Hoy me gustaría adelantarme a
tus posibles sagacidades y contarte algo de mí. Tengo algunos años y vivo
relativamente despreocupado de bastantes de las urgencias del mundo y
explorando todavía su belleza. No me importaría reconocer esa como una nota de
mi carácter. Puedo ser muy minucioso en la contemplación o el análisis de algo,
porque tengo algún tiempo. Sobre unos pocos fotogramas de una película, como
con Cabaret en la pasada entrada,
puedo construir una historia o inventarme un personaje. En fin, en cierto
sentido podría ser calificado de esteta —sin que esto signifique ninguna
cualidad excepcional, sino una cierta disposición a buscar y exigir la belleza—
y se podría pensar que vivo tranquilo, gozando todavía de algún esplendor
fugitivo.
Algo de eso
puede ser verdad. Pero lo que quizá no sospeches es que ando ya muy
desilusionado. Recuerdo haber escrito, en mi adolescencia, algo así como: Es joven quien piensa que en el mundo
aletea, más o menos recóndita, la justicia. Si esa fuera la verdad, te digo
que no podría ser más viejo de lo que soy ahora. Casi ninguna arbitrariedad me
afecta a nivel personal, pero me irritan las que veo que sufren los hombres, en
todos los países, en las eternas guerras y en las efímeras paces.

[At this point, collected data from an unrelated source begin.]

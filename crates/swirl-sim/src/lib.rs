//! Device-resident simulation state and the per-tick advance.
//!
//! - [`DeviceStateStore`] owns the FieldGrid and the device copy of the
//!   [`SimulationConstants`](swirl_core::SimulationConstants), mirrored by a
//!   host copy.
//! - [`SimulationEngine`] advances the store by one tick through a
//!   ping-pong buffer, applying a pluggable [`UpdateRule`] on the device.
//! - [`MomentumTransfer`] and [`Diffusion`] are the shipped rules.

#![deny(missing_docs)]
#![deny(rustdoc::broken_intra_doc_links)]
#![forbid(unsafe_code)]

pub mod engine;
pub mod error;
pub mod kernels;
pub mod rule;
pub mod seed;
pub mod store;

pub use engine::SimulationEngine;
pub use error::StoreError;
pub use rule::{Diffusion, MomentumTransfer, UpdateRule};
pub use seed::noise_field;
pub use store::DeviceStateStore;
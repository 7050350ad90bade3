//! Deterministic initial fields.

use rand::{Rng, SeedableRng};
use rand_chacha::ChaCha8Rng;
use swirl_core::{Cell, GridDims};

/// A field of uniform noise: each component drawn from
/// `[-amplitude, amplitude)` by a ChaCha8 stream seeded with `seed`.
///
/// The same `(dims, seed, amplitude)` always yields the same field. A zero
/// or non-finite amplitude yields the zero field.
pub fn noise_field(dims: GridDims, seed: u64, amplitude: f32) -> Vec<Cell> {
    let amplitude = amplitude.abs();
    if !amplitude.is_finite() || amplitude == 0.0 {
        return vec![Cell::ZERO; dims.cell_count()];
    }
    let mut rng = ChaCha8Rng::seed_from_u64(seed);
    (0..dims.cell_count())
        .map(|_| {
            Cell::new(
                rng.gen_range(-amplitude..amplitude),
                rng.gen_range(-amplitude..amplitude),
            )
        })
        .collect()
}

#[cfg(test)]
mod tests {
    use super::*;

    #[test]
    fn same_seed_same_field() {
        let dims = GridDims::new(8, 4).unwrap();
        assert_eq!(noise_field(dims, 7, 1.0), noise_field(dims, 7, 1.0));
        assert_ne!(noise_field(dims, 7, 1.0), noise_field(dims, 8, 1.0));
    }

    #[test]
    fn samples_stay_within_amplitude() {
        let dims = GridDims::new(16, 16).unwrap();
        let field = noise_field(dims, 1, 0.5);
        assert_eq!(field.len(), 256);
        assert!(field.iter().all(|c| c.x.abs() <= 0.5 && c.y.abs() <= 0.5));
    }

    #[test]
    fn zero_amplitude_is_zero_field() {
        let dims = GridDims::new(3, 3).unwrap();
        assert!(noise_field(dims, 1, 0.0).iter().all(|c| *c == Cell::ZERO));
    }
}
//! Strongly-typed identifiers.

use std::fmt;

/// Monotonically increasing tick counter.
///
/// Zero after initialization; incremented once per completed simulation
/// advance.
#[derive(Clone, Copy, Debug, Default, PartialEq, Eq, Hash, PartialOrd, Ord)]
pub struct TickId(pub u64);

impl TickId {
    /// The following tick.
    pub fn next(self) -> Self {
        Self(self.0 + 1)
    }
}

impl fmt::Display for TickId {
    fn fmt(&self, f: &mut fmt::Formatter<'_>) -> fmt::Result {
        write!(f, "{}", self.0)
    }
}

impl From<u64> for TickId {
    fn from(v: u64) -> Self {
        Self(v)
    }
}
//! Core data model for the Swirl pipeline.
//!
//! This is the leaf crate with zero internal dependencies. It defines the
//! values that flow between the simulation, rasterization and encoding
//! stages: field cells, grid dimensions, the tick-invariant simulation
//! constants, pixel buffers and the codec quality level.

#![deny(missing_docs)]
#![deny(rustdoc::broken_intra_doc_links)]
#![forbid(unsafe_code)]

pub mod cell;
pub mod constants;
pub mod dims;
pub mod error;
pub mod id;
pub mod pixel;
pub mod quality;
pub mod slots;

pub use cell::Cell;
pub use constants::SimulationConstants;
pub use dims::GridDims;
pub use error::{DimsError, PixelError, QualityError};
pub use id::TickId;
pub use pixel::PixelBuffer;
pub use quality::Quality;
pub use slots::{SlotKey, SlotTable};
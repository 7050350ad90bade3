//! Compute-device boundary for the Swirl pipeline.
//!
//! The simulation treats the compute device as a black box offering
//! allocate/free/copy/launch primitives that each report a status. This
//! crate defines that boundary ([`ComputeDevice`], [`Kernel`]), the
//! production [`HostDevice`] backend (an asynchronous queue executing
//! kernels on a thread pool), and the two fault-detection disciplines
//! ([`StrictSync`], [`DeferredSync`]) applied by the [`Dispatcher`].

#![deny(missing_docs)]
#![deny(rustdoc::broken_intra_doc_links)]
#![forbid(unsafe_code)]

pub mod device;
pub mod dispatch;
pub mod error;
pub mod host;
pub mod kernel;
pub mod memory;
pub mod sync;

pub use device::ComputeDevice;
pub use dispatch::Dispatcher;
pub use error::{DeviceError, DeviceFault};
pub use host::{HostDevice, HostDeviceConfig};
pub use kernel::Kernel;
pub use memory::{BufferId, DeviceMemory};
pub use sync::{DeferredSync, StrictSync, SyncMode, SyncStrategy};
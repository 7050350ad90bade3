//! C-compatible enums and structs.
//!
//! Enums cross the boundary as plain `i32` and are matched against these
//! discriminants, so an out-of-range value from C is rejected rather than
//! becoming an invalid Rust enum.

use swirl_engine::{LifecycleState, StepMetrics};

/// Device fault-detection discipline for `swirl_config_set_sync`.
#[repr(i32)]
#[derive(Clone, Copy, Debug, PartialEq, Eq)]
pub enum SwirlSyncMode {
    /// Wait for the device after every dispatch.
    Strict = 0,
    /// Poll launch status only; execution faults surface at the next
    /// barrier.
    Deferred = 1,
}

/// Colour transfer for `swirl_config_set_transfer`.
#[repr(i32)]
#[derive(Clone, Copy, Debug, PartialEq, Eq)]
pub enum SwirlTransfer {
    /// Direction as hue, magnitude as brightness.
    DirectionHue = 0,
    /// Magnitude as grey level.
    Magnitude = 1,
}

/// Lifecycle state reported by `swirl_pipeline_state_get`.
#[repr(i32)]
#[derive(Clone, Copy, Debug, PartialEq, Eq)]
pub enum SwirlLifecycleState {
    /// Created, not yet initialized.
    Uninitialized = 0,
    /// Initialized; `step` is valid.
    Ready = 1,
    /// Faulted; only cleanup is valid.
    Faulted = 2,
    /// Cleaned up.
    Released = 3,
}

impl From<LifecycleState> for SwirlLifecycleState {
    fn from(s: LifecycleState) -> Self {
        match s {
            LifecycleState::Uninitialized => Self::Uninitialized,
            LifecycleState::Ready => Self::Ready,
            LifecycleState::Faulted => Self::Faulted,
            LifecycleState::Released => Self::Released,
        }
    }
}

/// C-compatible timing of the most recent successful step.
#[repr(C)]
#[derive(Clone, Copy, Debug, Default, PartialEq, Eq)]
pub struct SwirlStepMetrics {
    /// Tick reached by the step.
    pub tick: u64,
    /// Simulation advance, in microseconds.
    pub simulate_us: u64,
    /// Readback and rasterization, in microseconds.
    pub rasterize_us: u64,
    /// Compression, in microseconds.
    pub encode_us: u64,
    /// Whole step, in microseconds.
    pub total_us: u64,
    /// Encoded frame size in bytes.
    /// Fixed-width `u64` for ABI portability (not `usize`).
    pub frame_bytes: u64,
}

impl SwirlStepMetrics {
    pub(crate) fn from_rust(m: &StepMetrics) -> Self {
        Self {
            tick: m.tick.0,
            simulate_us: m.simulate_us,
            rasterize_us: m.rasterize_us,
            encode_us: m.encode_us,
            total_us: m.total_us,
            frame_bytes: m.frame_bytes as u64,
        }
    }
}
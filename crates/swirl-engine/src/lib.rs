//! Pipeline façade for Swirl.
//!
//! [`Pipeline`] owns one compute device and everything allocated on it,
//! and runs the per-tick simulate → rasterize → encode sequence behind a
//! small lifecycle (`Uninitialized → Ready → Released`, with `Faulted`
//! entered on any device or codec fault).
//!
//! Configuration lives in [`PipelineConfig`]; faults surface as
//! [`PipelineError`] and leave the pipeline in a terminal state rather than
//! terminating the process. Whether to exit is the embedding host's call.

#![deny(missing_docs)]
#![deny(rustdoc::broken_intra_doc_links)]
#![forbid(unsafe_code)]

pub mod config;
pub mod error;
pub mod metrics;
pub mod pipeline;

pub use config::{ConfigError, InitialField, PipelineConfig, RuleConfig, TransferKind};
pub use error::{LifecycleState, PipelineError};
pub use metrics::StepMetrics;
pub use pipeline::Pipeline;
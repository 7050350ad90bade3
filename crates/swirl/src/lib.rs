//! Swirl: a vector field simulation streamed as JPEG frames.
//!
//! This is the top-level facade crate that re-exports the public API from all
//! Swirl sub-crates. Each call to [`Pipeline::step`](engine::Pipeline::step)
//! advances the field one tick on the compute device, rasterizes it through
//! a camera, and returns the compressed frame.
//!
//! # Quick start
//!
//! ```rust
//! use swirl::prelude::*;
//!
//! let device = HostDevice::new(HostDeviceConfig {
//!     worker_threads: Some(2),
//!     memory_limit: 16 << 20,
//! })
//! .unwrap();
//! let mut pipeline = Pipeline::new(Box::new(device), PipelineConfig::default()).unwrap();
//! pipeline.initialize(16, 16).unwrap();
//! pipeline.inject(8, 8, Cell::new(1.0, 0.0)).unwrap();
//!
//! let frame = pipeline.step().unwrap();
//! assert_eq!(&frame.as_bytes()[..2], &[0xFF, 0xD8]);
//! assert_eq!(pipeline.tick(), TickId(1));
//!
//! pipeline.cleanup().unwrap();
//! assert_eq!(pipeline.state(), LifecycleState::Released);
//! ```
//!
//! # Modules
//!
//! | Module | Sub-crate | Contents |
//! |--------|-----------|----------|
//! | [`types`] | `swirl-core` | Cells, grid dimensions, constants, pixels, quality |
//! | [`device`] | `swirl-device` | Compute-device boundary, host backend, sync strategies |
//! | [`sim`] | `swirl-sim` | Device state store, simulation engine, update rules |
//! | [`raster`] | `swirl-raster` | Camera, rasterizer, colour transfers |
//! | [`codec`] | `swirl-codec` | Frame encoder and JPEG codec |
//! | [`engine`] | `swirl-engine` | Pipeline façade, configuration, errors |

#![deny(missing_docs)]
#![deny(rustdoc::broken_intra_doc_links)]
#![forbid(unsafe_code)]

/// Core data model (`swirl-core`).
pub use swirl_core as types;

/// Compute-device boundary (`swirl-device`).
///
/// Implement [`device::ComputeDevice`] to run the pipeline on another
/// backend; [`device::HostDevice`] is the built-in one.
pub use swirl_device as device;

/// Device state and simulation (`swirl-sim`).
///
/// [`sim::UpdateRule`] is the extension point for new field dynamics.
pub use swirl_sim as sim;

/// Rasterization (`swirl-raster`).
///
/// [`raster::ColorTransfer`] is the extension point for new colourings.
pub use swirl_raster as raster;

/// Frame compression (`swirl-codec`).
pub use swirl_codec as codec;

/// The pipeline façade (`swirl-engine`).
pub use swirl_engine as engine;

/// Common imports for typical Swirl usage.
///
/// ```rust
/// use swirl::prelude::*;
/// ```
pub mod prelude {
    // Core types
    pub use swirl_core::{Cell, GridDims, PixelBuffer, Quality, SimulationConstants, TickId};

    // Device
    pub use swirl_device::{ComputeDevice, HostDevice, HostDeviceConfig, SyncMode};

    // Extension points
    pub use swirl_codec::{EncodedFrame, ImageCodec};
    pub use swirl_raster::ColorTransfer;
    pub use swirl_sim::UpdateRule;

    // Engine
    pub use swirl_engine::{
        InitialField, LifecycleState, Pipeline, PipelineConfig, PipelineError, RuleConfig,
        StepMetrics, TransferKind,
    };
}
//! C-compatible status codes.
//!
//! [`SwirlStatus`] is a `repr(i32)` enum returned by every handle-surface
//! function and passed to the fatal handler by the three-operation
//! surface. `Ok` is zero, errors are negative, values are ABI-stable.

use swirl_engine::PipelineError;
use swirl_raster::RasterError;
use swirl_sim::StoreError;

/// C-compatible status code.
#[repr(i32)]
#[derive(Clone, Copy, Debug, PartialEq, Eq)]
pub enum SwirlStatus {
    /// Success.
    Ok = 0,
    /// Handle is invalid or was already destroyed.
    InvalidHandle = -1,
    /// An argument is null, out of range, or otherwise invalid.
    InvalidArgument = -2,
    /// Configuration validation error.
    ConfigError = -3,
    /// The compute device reported a fault (allocation, launch or
    /// execution).
    DeviceFault = -4,
    /// Frame compression failed.
    CodecFault = -5,
    /// Operation called out of lifecycle order.
    LifecycleViolation = -6,
    /// The pipeline faulted earlier; only cleanup is accepted.
    Faulted = -7,
    /// The grid cannot change size after initialization.
    ResizeUnsupported = -8,
    /// Internal error (e.g. poisoned mutex after a prior panic).
    InternalError = -20,
    /// A Rust panic was caught at the FFI boundary.
    Panicked = -128,
}

impl From<&PipelineError> for SwirlStatus {
    fn from(e: &PipelineError) -> Self {
        match e {
            PipelineError::Config(_) => SwirlStatus::ConfigError,
            PipelineError::Dims(_) => SwirlStatus::InvalidArgument,
            PipelineError::Device(_) => SwirlStatus::DeviceFault,
            PipelineError::Store(StoreError::ResizeUnsupported { .. }) => {
                SwirlStatus::ResizeUnsupported
            }
            PipelineError::Store(StoreError::Device(_)) => SwirlStatus::DeviceFault,
            PipelineError::Store(_) => SwirlStatus::InvalidArgument,
            PipelineError::Raster(RasterError::FieldSizeMismatch { .. }) => {
                SwirlStatus::InternalError
            }
            PipelineError::Raster(_) => SwirlStatus::InvalidArgument,
            PipelineError::Codec(_) => SwirlStatus::CodecFault,
            PipelineError::Lifecycle { .. } => SwirlStatus::LifecycleViolation,
            PipelineError::Faulted { .. } => SwirlStatus::Faulted,
        }
    }
}

impl From<Result<(), PipelineError>> for SwirlStatus {
    fn from(r: Result<(), PipelineError>) -> Self {
        match r {
            Ok(()) => SwirlStatus::Ok,
            Err(e) => SwirlStatus::from(&e),
        }
    }
}
//! A synchronous device for deterministic tests.

use swirl_device::{BufferId, ComputeDevice, DeviceError, DeviceMemory, Kernel};

/// Executes every kernel inside `launch`, on the calling thread.
///
/// Execution faults are still reported through the sticky-fault protocol:
/// `launch` succeeds, and the fault comes back from the next `last_error`
/// or `synchronize`. Kernels launched while a fault is pending are skipped.
pub struct InlineDevice {
    memory: DeviceMemory,
    fault: Option<DeviceError>,
}

impl InlineDevice {
    pub fn new(memory_limit: usize) -> Self {
        Self {
            memory: DeviceMemory::new(memory_limit),
            fault: None,
        }
    }

    /// Direct access to device memory.
    pub fn memory(&self) -> &DeviceMemory {
        &self.memory
    }
}

impl ComputeDevice for InlineDevice {
    fn name(&self) -> &str {
        "inline"
    }

    fn alloc_zeroed(&mut self, bytes: usize) -> Result<BufferId, DeviceError> {
        self.memory.alloc_zeroed(bytes)
    }

    fn free(&mut self, buffer: BufferId) -> Result<(), DeviceError> {
        self.memory.free(buffer)
    }

    fn upload(&mut self, buffer: BufferId, offset: usize, data: &[u8]) -> Result<(), DeviceError> {
        self.memory.write(buffer, offset, data)
    }

    fn download(
        &mut self,
        buffer: BufferId,
        offset: usize,
        out: &mut [u8],
    ) -> Result<(), DeviceError> {
        self.memory.read(buffer, offset, out)
    }

    fn copy(&mut self, src: BufferId, dst: BufferId) -> Result<(), DeviceError> {
        self.memory.copy(src, dst)
    }

    fn launch(&mut self, kernel: Box<dyn Kernel>) -> Result<(), DeviceError> {
        if let Some(unbound) = kernel.bindings().into_iter().find(|b| !self.memory.contains(*b)) {
            return Err(DeviceError::LaunchFailed {
                kernel: kernel.name(),
                reason: format!("binding {unbound} is not a live buffer"),
            });
        }
        if self.fault.is_none() {
            if let Err(e) = kernel.run(&mut self.memory) {
                self.fault = Some(e);
            }
        }
        Ok(())
    }

    fn last_error(&mut self) -> Result<(), DeviceError> {
        self.fault.take().map_or(Ok(()), Err)
    }

    fn synchronize(&mut self) -> Result<(), DeviceError> {
        self.last_error()
    }
}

En aquellos
tiempos creía sinceramente que todo el descarrío del mundo era un desarreglo
temporal que podría tener solución. Como la vida me parecía interminable,
incluso pensaba que yo podría llegar asistir a esos cambios felices. Hoy no
espero ya gran cosa ni del mundo ni del futuro y siento a veces el áspero
regusto de la vida, su fatiga.
He visto muchas
desgracias, muchas injusticias, y calamidades que apenas puedo concebir. Muchas
son obra de los hombres, pero no todas. Sebastián Castellion (1515-1563), fue un
humanista protestante francés discípulo de Calvino, del que después se
distanció, que escribió el opúsculo De
haerectis (Sobre los herejes), publicado en 1554 bajo el seudónimo de Martinus
Bellius, en donde condena sin paliativos la tesis que justifica la ejecución
de los herejes. En su Prefacio se hace la siguiente pregunta, que otros
hombres, creyentes y no creyentes —más bien los creyentes; los no creyentes no
van a preguntar nada al Ser cuya existencia niegan— se formulan también: Si tú Cristo haces estas cosas o mandas que
se hagan, ¿qué queda para el Demonio? Este Castellion reaccionó valientemente contra la ejecución de
nuestro Miguel Servet por los calvinistas en Ginebra, el 27 de octubre de 1553:
«Matar a un hombre no es defender una doctrina, es matar a un hombre.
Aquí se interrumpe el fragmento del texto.